Viridiana Chabolla was only a few days into her first year at the UCI School of Law when that helpless feeling she had first experienced as a child welled up once again. Walking to class on the morning of Sept. 5, 2017, she watched a livestreamed video on her cellphone of U.S. Attorney General Jeff Sessions declaring a phaseout of the Deferred Action for Childhood Arrivals program that allows most immigrants brought to the country illegally as children to obtain work permits and protects them against deportation.

One of those so-called dreamers, Chabolla walked into her classroom and slumped into a chair.

“I felt resignation; I felt incredibly powerless again,” she recalls. Later that day, the UCI School of Law’s dean, L. Song Richardson, announced that the school would stand by all DACA students, and Chabolla started thinking that she needed to fight, not sulk: “I felt that I had to figure out what I could do to make sure people know this is not OK.”

She has done just that. A few weeks later, she joined a landmark lawsuit challenging the Trump administration’s plan to end DACA. Chabolla is one of six plaintiffs in Garcia et al. v. United States of America et al., which charges that the repeal is biased against Latinos and violates DACA recipients’ rights to due process and liberty. The case is pending, but the plaintiffs have already won an injunction against the rollback, allowing the almost 700,000 current DACA beneficiaries to continue renewing their two-year eligibility for the program – for now.

“I’m hopeful,” Chabolla says of the suit, which has thrust the soft-spoken, unassuming woman into a spotlight she had long avoided. “I trust the justice system.”


“I felt that I had to figure out what I could do to make sure people know this is not OK.”

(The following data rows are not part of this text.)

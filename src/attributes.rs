//! Human-readable presentation of raw identity attributes.
//!
//! Stores hand over an attribute map per identity. [`present`] turns it into
//! `(label, value)` rows: recognised attributes first in a fixed order, then
//! anything else as "Unrecognized Attribute".

use serde::{Deserialize, Serialize};
use std::collections::BTreeMap;

/// Label used for attribute keys with no known meaning.
pub const UNRECOGNIZED_ATTRIBUTE: &str = "Unrecognized Attribute";
/// Value used when a value cannot be rendered for its attribute.
pub const UNRECOGNIZED_VALUE: &str = "Unrecognized Value";

/// A raw attribute value as held by the store.
#[derive(Debug, Clone, PartialEq, Eq, Serialize, Deserialize)]
#[serde(tag = "type", content = "value", rename_all = "lowercase")]
pub enum AttributeValue {
    Text(String),
    Number(i64),
    Bool(bool),
    Data(Vec<u8>),
}

/// Raw attribute set keyed by attribute name.
pub type Attributes = BTreeMap<String, AttributeValue>;

#[derive(Debug, Clone, Copy)]
enum Format {
    Text,
    Hex,
    YesNo,
    Number,
    CertificateType,
    CertificateEncoding,
    KeyClass,
    KeyType,
    Tag,
}

/// Recognised attributes in presentation order.
const RECOGNIZED: &[(&str, &str, Format)] = &[
    ("accessible", "Accessible", Format::Text),
    ("access_group", "Access group", Format::Text),
    ("certificate_type", "Certificate type", Format::CertificateType),
    (
        "certificate_encoding",
        "Certificate encoding",
        Format::CertificateEncoding,
    ),
    ("label", "Label", Format::Text),
    ("subject", "Certificate Subject", Format::Hex),
    ("issuer", "Certificate Issuer", Format::Hex),
    ("serial_number", "Serial number", Format::Hex),
    ("subject_key_id", "Subject key ID", Format::Hex),
    ("public_key_hash", "Public key hash", Format::Hex),
    ("key_class", "Key class", Format::KeyClass),
    ("application_label", "Application label", Format::Hex),
    ("is_permanent", "Is permanent", Format::YesNo),
    ("application_tag", "Application tag", Format::Tag),
    ("key_type", "Key type", Format::KeyType),
    ("key_size_in_bits", "Key size in bits", Format::Number),
    ("effective_key_size", "Effective key size", Format::Number),
    ("can_encrypt", "Can encrypt", Format::YesNo),
    ("can_decrypt", "Can decrypt", Format::YesNo),
    ("can_derive", "Can derive", Format::YesNo),
    ("can_sign", "Can sign", Format::YesNo),
    ("can_verify", "Can verify", Format::YesNo),
    ("can_wrap", "Can wrap", Format::YesNo),
    ("can_unwrap", "Can unwrap", Format::YesNo),
];

/// Returns the friendly name for an attribute key, if it is recognised.
pub fn friendly_name(key: &str) -> Option<&'static str> {
    RECOGNIZED
        .iter()
        .find(|(k, _, _)| *k == key)
        .map(|(_, name, _)| *name)
}

/// Produces one `(label, value)` row per attribute in `attrs`.
pub fn present(attrs: &Attributes) -> Vec<(String, String)> {
    let mut rows: Vec<(String, String)> = RECOGNIZED
        .iter()
        .filter_map(|(key, name, format)| {
            attrs
                .get(*key)
                .map(|value| (name.to_string(), render(*format, value)))
        })
        .collect();

    for key in attrs.keys() {
        if friendly_name(key).is_none() {
            log::debug!("Unrecognized attribute '{}'", key);
            rows.push((
                UNRECOGNIZED_ATTRIBUTE.to_string(),
                UNRECOGNIZED_VALUE.to_string(),
            ));
        }
    }

    rows
}

fn render(format: Format, value: &AttributeValue) -> String {
    use AttributeValue::*;

    match (format, value) {
        (Format::Text, Text(s)) => s.clone(),
        (Format::Hex, Data(bytes)) => hex::encode(bytes),
        (Format::YesNo, Bool(b)) => yes_no(*b).to_string(),
        // some stores report booleans as numbers
        (Format::YesNo, Number(n)) => yes_no(*n != 0).to_string(),
        (Format::Number, Number(n)) => n.to_string(),
        (Format::CertificateType, Number(n)) => match n {
            1..=3 => format!("X509v{}", n),
            _ => "Unrecognized certificate type".to_string(),
        },
        (Format::CertificateEncoding, Number(3)) => "DER".to_string(),
        (Format::CertificateEncoding, Number(_)) => {
            "Unrecognized certificate encoding".to_string()
        }
        (Format::KeyClass, Number(n)) => match n {
            0 => "Public key",
            1 => "Private key",
            2 => "Symmetric key",
            _ => "Unrecognized key class",
        }
        .to_string(),
        (Format::KeyType, Number(n)) => match n {
            42 => "RSA",
            73 => "Elliptic curve",
            _ => "Unrecognized key type",
        }
        .to_string(),
        (Format::Tag, Data(bytes)) => String::from_utf8_lossy(bytes).into_owned(),
        (Format::Tag, Text(s)) => s.clone(),
        _ => UNRECOGNIZED_VALUE.to_string(),
    }
}

fn yes_no(b: bool) -> &'static str {
    if b { "Yes" } else { "No" }
}
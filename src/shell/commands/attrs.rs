//! Attrs command implementation.

use crate::shell::command::{ArgKind, Command, CommandResult, ShellContext};

/// Command to show the stored attributes of an identity.
pub struct AttrsCommand;

impl Command for AttrsCommand {
    fn name(&self) -> &str {
        "attrs"
    }

    fn aliases(&self) -> &[&str] {
        &["attributes", "a"]
    }

    fn description(&self) -> &str {
        "Show the attributes of an identity"
    }

    fn usage(&self) -> &str {
        "attrs <credential-id>"
    }

    fn help(&self) -> &str {
        "Show the attributes stored with an identity as label/value rows.\n\n\
         Attributes that are not recognised are still listed, as\n\
         'Unrecognized Attribute'.\n\n\
         Arguments:\n  \
           <credential-id> - Identity id (a root-level identifier from ls)\n\n\
         Examples:\n  \
           attrs my-key"
    }

    fn execute(&self, args: &[&str], ctx: &mut ShellContext) -> CommandResult {
        let Some(id) = args.first() else {
            return CommandResult::error(format!(
                "Usage: {}\nMissing credential id",
                self.usage()
            ));
        };

        let rows = match ctx.host.attributes(id) {
            Ok(rows) => rows,
            Err(e) => return CommandResult::error(e.to_string()),
        };
        if rows.is_empty() {
            return CommandResult::success(format!("No attributes stored for '{}'.", id));
        }

        let width = rows.iter().map(|(label, _)| label.len()).max().unwrap_or(0);
        let output = rows
            .iter()
            .map(|(label, value)| format!("{:<width$}  {}", label, value, width = width))
            .collect::<Vec<_>>()
            .join("\n");
        CommandResult::success(output)
    }

    fn arg_kind(&self, arg_index: usize) -> ArgKind {
        if arg_index == 0 {
            ArgKind::Identifier
        } else {
            ArgKind::None
        }
    }

    fn min_args(&self) -> usize {
        1
    }

    fn max_args(&self) -> Option<usize> {
        Some(1)
    }
}
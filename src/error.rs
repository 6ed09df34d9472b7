//! Error taxonomy for projection and packaging.
//!
//! Classification and projection never fail: absence of data is an empty
//! collection. These variants surface only from packaging, resolution and the
//! store/secret boundaries.

use thiserror::Error;

/// Errors produced by the key sharing core.
#[derive(Debug, Error)]
pub enum KeyShareError {
    /// The identifier does not name any known node or credential.
    #[error("'{0}' not found")]
    NotFound(String),

    /// Certificate or private key payload is missing or unparseable.
    #[error("credential '{id}' is malformed: {reason}")]
    MalformedCredential { id: String, reason: String },

    /// A newly generated export password could not be persisted.
    #[error("secret unavailable: {0}")]
    SecretUnavailable(String),

    /// The credential store could not be queried.
    #[error("credential store unavailable: {0}")]
    StoreUnavailable(String),

    /// The zip writer failed while assembling an archive.
    #[error("archive assembly failed: {0}")]
    Archive(String),
}

impl KeyShareError {
    /// Shorthand for a [`KeyShareError::MalformedCredential`].
    pub fn malformed(id: impl Into<String>, reason: impl Into<String>) -> Self {
        KeyShareError::MalformedCredential {
            id: id.into(),
            reason: reason.into(),
        }
    }

    /// Returns true for [`KeyShareError::NotFound`].
    pub fn is_not_found(&self) -> bool {
        matches!(self, KeyShareError::NotFound(_))
    }
}

impl From<zip::result::ZipError> for KeyShareError {
    fn from(err: zip::result::ZipError) -> Self {
        KeyShareError::Archive(err.to_string())
    }
}

impl From<std::io::Error> for KeyShareError {
    fn from(err: std::io::Error) -> Self {
        KeyShareError::Archive(err.to_string())
    }
}

/// Result alias for the key sharing core.
pub type Result<T> = std::result::Result<T, KeyShareError>;

#[cfg(test)]
mod tests {
    use super::*;

    #[test]
    fn test_display_messages() {
        let err = KeyShareError::NotFound("PIV.abc".to_string());
        assert_eq!(err.to_string(), "'PIV.abc' not found");
        assert!(err.is_not_found());

        let err = KeyShareError::malformed("abc", "empty private key");
        assert_eq!(
            err.to_string(),
            "credential 'abc' is malformed: empty private key"
        );
        assert!(!err.is_not_found());
    }
}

As an undocumented immigrant, the 27-year-old had to learn about trust – who to give it to, who not to give it to – at an early age. She doesn’t know how she entered the country. Her single mother, she believes, was already living in the United States when, at 2, Chabolla was brought across the border. She and her sister ended up in the Boyle Heights section of East Los Angeles with their mother, who supported the family by working in warehouses or factories. She never pressed her mother for details of their journey, knowing it was “a painful story to tell.”

Chabolla excelled in school and envisioned becoming a competent, in-charge adult. As a child, she loved to fill out forms. “It would make me feel grown-up,” she says, with a laugh. But as Chabolla matured, joined clubs and sought out opportunities to travel with other students, her immigration status became a seemingly insurmountable barrier – a big, red stop sign in her promising trajectory. No Social Security number. No trips abroad with the high school Rotary Club. No government financial aid. No summer job.

“I became increasingly sad and angry about the situation, but I didn’t know who to be angry with,” she says.

When DACA was enacted under President Barack Obama, Chabolla, then a junior at Pomona College, joined the ranks of hundreds of thousands of excited, young dreamers.

“It started hitting us that this might be a way for us to work,” she says of DACA. “Just to be able to work was a big deal. But I think I remember being a little bit suspicious too, because I had been let down before.”

Chabolla, who double-majored in sociology and Chicano studies, graduated from Pomona College in 2013 and was hired as a community organizer for a Los Angeles public interest law firm, focusing on cases involving education inequity. During college, she had volunteered for mentoring programs for Latino students and longed to help other immigrants who hadn’t received the opportunities she had, such as going to college.

Working for the law firm illuminated her career path. “It led me to see how the law could impact change,” she says.

Chabolla had met UCI adjunct professor of law Mark Rosenbaum while working as a community organizer and applied to the UCI School of Law because of its emphasis on public service. She was scared to the core, however, when Rosenbaum approached her in the fall of 2017 about joining the DACA lawsuit.

“As a community organizer, my job was to identify possible plaintiffs and help them take part in litigation that would, hopefully, solve their issue and promote change,” Chabolla says. “I understood how hard it was to be asked – I thought I did anyway. But I didn’t really understand until it was me being asked.”

Her family and new husband, Francisco Barcena, embraced her decision to join the suit. And the UCI law school faculty and staff have provided unwavering support, she says. Still, since entering the fray, Chabolla keeps a Post-it Note on her computer with the reminder “Don’t read the comments.”

Media coverage of Garcia et al. v. United States of America et al. generates both encouraging and hateful responses. A reader’s comment on one online story about Chabolla suggested: “Move her on the deportation list.”

So perhaps it’s not surprising that this young woman’s hopes for the future don’t hinge on being a successful lawyer – although she’s excited to become one and vows to pursue advocacy work on behalf of people who are powerless. No, Viridiana Chabolla’s one true dream is to call the United States – the only country she has ever known – home.

“Being an immigrant, I never felt that I belonged somewhere for sure,” she says. “Growing up, I knew how easily home could be ripped from me. I think I mostly want stability. I want to be safe. I want my family to be safe. I’m thinking of what I have to do to get that.”